-- Problem --
Every line below that holds the string "impl" should be copied.
-*-*-
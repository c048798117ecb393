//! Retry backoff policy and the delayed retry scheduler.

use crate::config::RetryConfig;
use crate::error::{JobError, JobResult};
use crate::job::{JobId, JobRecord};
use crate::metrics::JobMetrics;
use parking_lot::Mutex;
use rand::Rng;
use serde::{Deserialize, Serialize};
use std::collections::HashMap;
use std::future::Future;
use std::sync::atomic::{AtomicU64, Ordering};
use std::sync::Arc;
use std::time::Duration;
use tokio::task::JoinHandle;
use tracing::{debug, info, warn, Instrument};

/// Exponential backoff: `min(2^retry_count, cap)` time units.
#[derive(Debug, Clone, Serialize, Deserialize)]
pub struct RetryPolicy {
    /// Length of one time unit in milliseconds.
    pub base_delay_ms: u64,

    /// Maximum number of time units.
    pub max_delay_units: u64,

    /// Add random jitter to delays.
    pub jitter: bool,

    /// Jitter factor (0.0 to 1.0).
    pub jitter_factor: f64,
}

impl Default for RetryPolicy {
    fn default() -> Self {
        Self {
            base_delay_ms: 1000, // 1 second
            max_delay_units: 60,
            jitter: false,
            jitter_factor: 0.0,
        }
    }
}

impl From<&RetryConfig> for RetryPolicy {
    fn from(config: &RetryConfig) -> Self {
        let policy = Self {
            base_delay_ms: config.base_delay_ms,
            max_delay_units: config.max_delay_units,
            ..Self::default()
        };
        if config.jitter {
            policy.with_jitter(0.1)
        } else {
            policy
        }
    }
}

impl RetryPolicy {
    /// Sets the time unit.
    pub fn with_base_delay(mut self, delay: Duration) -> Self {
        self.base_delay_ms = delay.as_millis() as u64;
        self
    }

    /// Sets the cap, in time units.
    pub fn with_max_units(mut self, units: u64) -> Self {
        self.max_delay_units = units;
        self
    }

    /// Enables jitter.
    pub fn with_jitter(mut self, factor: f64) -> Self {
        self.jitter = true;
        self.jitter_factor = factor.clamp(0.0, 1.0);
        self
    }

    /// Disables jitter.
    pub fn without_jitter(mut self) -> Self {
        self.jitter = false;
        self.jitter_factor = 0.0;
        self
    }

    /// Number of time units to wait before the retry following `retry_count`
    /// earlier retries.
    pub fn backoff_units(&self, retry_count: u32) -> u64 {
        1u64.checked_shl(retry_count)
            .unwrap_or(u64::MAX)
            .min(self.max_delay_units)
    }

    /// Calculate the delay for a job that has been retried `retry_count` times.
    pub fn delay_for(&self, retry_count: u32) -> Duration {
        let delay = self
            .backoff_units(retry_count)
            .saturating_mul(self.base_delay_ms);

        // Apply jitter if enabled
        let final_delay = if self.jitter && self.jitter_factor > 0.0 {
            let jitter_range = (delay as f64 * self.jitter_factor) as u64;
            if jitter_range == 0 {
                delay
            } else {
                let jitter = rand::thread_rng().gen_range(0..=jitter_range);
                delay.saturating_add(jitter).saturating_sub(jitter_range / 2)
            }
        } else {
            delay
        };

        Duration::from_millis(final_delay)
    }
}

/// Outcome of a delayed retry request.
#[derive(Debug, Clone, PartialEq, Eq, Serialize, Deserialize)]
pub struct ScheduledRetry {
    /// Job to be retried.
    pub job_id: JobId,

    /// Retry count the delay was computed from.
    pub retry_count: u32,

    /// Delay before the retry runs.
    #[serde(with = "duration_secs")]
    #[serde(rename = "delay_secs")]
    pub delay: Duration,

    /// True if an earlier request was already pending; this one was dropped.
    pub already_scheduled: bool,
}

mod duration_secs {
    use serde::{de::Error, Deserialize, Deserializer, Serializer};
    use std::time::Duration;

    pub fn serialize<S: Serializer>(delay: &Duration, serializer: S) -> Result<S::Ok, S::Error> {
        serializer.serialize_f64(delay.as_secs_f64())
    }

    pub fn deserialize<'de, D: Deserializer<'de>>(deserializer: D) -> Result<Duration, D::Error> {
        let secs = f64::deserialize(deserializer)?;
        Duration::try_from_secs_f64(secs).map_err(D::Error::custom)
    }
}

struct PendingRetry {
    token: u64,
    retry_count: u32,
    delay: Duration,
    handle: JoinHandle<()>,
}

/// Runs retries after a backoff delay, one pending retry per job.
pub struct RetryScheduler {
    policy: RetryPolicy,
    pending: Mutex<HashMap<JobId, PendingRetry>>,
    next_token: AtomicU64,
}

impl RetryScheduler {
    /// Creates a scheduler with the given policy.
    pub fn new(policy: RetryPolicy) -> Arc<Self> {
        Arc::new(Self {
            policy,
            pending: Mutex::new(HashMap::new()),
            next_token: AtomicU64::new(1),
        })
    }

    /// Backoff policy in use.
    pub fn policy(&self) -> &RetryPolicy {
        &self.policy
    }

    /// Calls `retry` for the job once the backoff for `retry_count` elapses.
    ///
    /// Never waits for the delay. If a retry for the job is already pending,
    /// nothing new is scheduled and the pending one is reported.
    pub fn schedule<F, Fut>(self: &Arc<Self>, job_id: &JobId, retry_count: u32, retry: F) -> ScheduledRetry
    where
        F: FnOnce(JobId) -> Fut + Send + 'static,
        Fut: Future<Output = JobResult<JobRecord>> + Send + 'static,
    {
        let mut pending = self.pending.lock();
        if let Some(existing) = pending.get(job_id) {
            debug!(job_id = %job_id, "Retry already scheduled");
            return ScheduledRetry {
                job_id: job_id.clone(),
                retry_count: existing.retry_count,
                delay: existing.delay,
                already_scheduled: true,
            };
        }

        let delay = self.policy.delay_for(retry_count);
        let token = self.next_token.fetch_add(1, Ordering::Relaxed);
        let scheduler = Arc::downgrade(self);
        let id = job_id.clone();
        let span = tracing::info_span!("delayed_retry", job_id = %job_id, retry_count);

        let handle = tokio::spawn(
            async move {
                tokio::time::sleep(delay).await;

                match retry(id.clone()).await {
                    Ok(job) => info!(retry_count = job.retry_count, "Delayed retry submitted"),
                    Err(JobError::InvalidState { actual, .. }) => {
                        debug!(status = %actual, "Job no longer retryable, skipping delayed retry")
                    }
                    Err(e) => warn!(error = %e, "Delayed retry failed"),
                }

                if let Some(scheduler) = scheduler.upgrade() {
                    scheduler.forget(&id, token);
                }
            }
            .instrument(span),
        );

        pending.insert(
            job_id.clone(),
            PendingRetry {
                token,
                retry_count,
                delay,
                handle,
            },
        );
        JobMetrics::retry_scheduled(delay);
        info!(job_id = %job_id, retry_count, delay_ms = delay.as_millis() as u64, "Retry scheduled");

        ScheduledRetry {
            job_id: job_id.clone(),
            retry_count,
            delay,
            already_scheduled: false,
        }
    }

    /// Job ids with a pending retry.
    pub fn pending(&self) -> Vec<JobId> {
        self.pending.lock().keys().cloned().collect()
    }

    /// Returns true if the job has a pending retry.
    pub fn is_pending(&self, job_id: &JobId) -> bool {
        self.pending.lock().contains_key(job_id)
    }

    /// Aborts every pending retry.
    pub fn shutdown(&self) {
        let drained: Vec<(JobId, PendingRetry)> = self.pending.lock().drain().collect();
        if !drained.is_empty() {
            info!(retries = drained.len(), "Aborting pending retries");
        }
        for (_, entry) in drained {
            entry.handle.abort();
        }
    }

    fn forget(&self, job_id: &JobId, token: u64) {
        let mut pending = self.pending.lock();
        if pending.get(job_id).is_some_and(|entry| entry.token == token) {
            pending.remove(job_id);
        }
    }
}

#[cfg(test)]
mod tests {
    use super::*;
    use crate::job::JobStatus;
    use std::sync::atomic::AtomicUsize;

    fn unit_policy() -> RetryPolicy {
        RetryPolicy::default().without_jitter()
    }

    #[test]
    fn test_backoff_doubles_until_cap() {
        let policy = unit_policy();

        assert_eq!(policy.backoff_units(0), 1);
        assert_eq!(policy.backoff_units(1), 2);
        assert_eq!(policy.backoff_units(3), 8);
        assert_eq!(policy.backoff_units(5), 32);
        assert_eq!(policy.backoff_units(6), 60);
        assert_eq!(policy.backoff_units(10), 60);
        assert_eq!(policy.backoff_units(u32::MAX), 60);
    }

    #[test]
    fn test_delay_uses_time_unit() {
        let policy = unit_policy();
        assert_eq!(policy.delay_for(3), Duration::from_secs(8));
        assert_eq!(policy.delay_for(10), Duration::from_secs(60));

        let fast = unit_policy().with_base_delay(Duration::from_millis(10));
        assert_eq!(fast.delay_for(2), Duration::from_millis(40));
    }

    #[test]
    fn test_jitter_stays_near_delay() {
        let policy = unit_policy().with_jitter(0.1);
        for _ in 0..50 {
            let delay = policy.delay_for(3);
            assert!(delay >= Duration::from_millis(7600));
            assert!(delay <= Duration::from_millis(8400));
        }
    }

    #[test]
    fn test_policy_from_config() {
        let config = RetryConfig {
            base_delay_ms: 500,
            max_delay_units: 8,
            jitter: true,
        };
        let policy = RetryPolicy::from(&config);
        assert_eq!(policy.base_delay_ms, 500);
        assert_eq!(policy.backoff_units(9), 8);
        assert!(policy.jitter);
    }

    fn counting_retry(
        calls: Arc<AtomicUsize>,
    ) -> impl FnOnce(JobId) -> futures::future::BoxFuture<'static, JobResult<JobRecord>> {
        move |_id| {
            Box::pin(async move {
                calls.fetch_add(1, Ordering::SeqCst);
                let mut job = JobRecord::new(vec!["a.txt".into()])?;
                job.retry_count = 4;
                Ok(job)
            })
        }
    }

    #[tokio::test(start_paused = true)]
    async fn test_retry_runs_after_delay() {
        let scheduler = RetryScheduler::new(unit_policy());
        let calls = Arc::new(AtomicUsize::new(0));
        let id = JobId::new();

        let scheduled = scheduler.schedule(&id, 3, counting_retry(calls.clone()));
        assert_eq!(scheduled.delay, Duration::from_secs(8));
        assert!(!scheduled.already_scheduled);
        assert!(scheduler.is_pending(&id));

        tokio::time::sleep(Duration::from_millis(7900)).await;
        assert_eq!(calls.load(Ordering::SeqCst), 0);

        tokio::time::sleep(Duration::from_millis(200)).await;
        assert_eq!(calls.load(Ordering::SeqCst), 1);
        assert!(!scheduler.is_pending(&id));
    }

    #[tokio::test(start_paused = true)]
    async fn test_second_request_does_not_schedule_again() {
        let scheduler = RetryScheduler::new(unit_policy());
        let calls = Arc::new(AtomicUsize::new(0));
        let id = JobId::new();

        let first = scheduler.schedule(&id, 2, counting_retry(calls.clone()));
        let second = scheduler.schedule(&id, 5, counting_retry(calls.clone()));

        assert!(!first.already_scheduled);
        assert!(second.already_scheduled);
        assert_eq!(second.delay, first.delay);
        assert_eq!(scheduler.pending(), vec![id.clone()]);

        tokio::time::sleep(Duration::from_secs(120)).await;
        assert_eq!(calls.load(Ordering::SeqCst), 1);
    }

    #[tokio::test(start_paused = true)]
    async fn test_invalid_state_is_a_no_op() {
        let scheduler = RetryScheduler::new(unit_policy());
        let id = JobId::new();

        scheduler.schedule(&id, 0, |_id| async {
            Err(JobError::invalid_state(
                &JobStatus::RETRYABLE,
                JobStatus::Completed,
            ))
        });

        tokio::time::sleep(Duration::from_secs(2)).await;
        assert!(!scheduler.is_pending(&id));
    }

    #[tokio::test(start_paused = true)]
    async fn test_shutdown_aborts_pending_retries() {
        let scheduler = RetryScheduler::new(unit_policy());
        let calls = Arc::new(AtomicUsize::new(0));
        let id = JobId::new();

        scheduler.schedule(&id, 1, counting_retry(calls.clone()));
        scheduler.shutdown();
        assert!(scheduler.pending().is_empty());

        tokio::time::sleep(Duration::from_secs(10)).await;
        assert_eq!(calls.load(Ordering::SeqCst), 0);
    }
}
-*-*-
-- Solution to the exercise --
impl Default for RetryPolicy {
impl From<&RetryConfig> for RetryPolicy {
impl RetryPolicy {
impl RetryScheduler {
    ) -> impl FnOnce(JobId) -> futures::future::BoxFuture<'static, JobResult<JobRecord>> {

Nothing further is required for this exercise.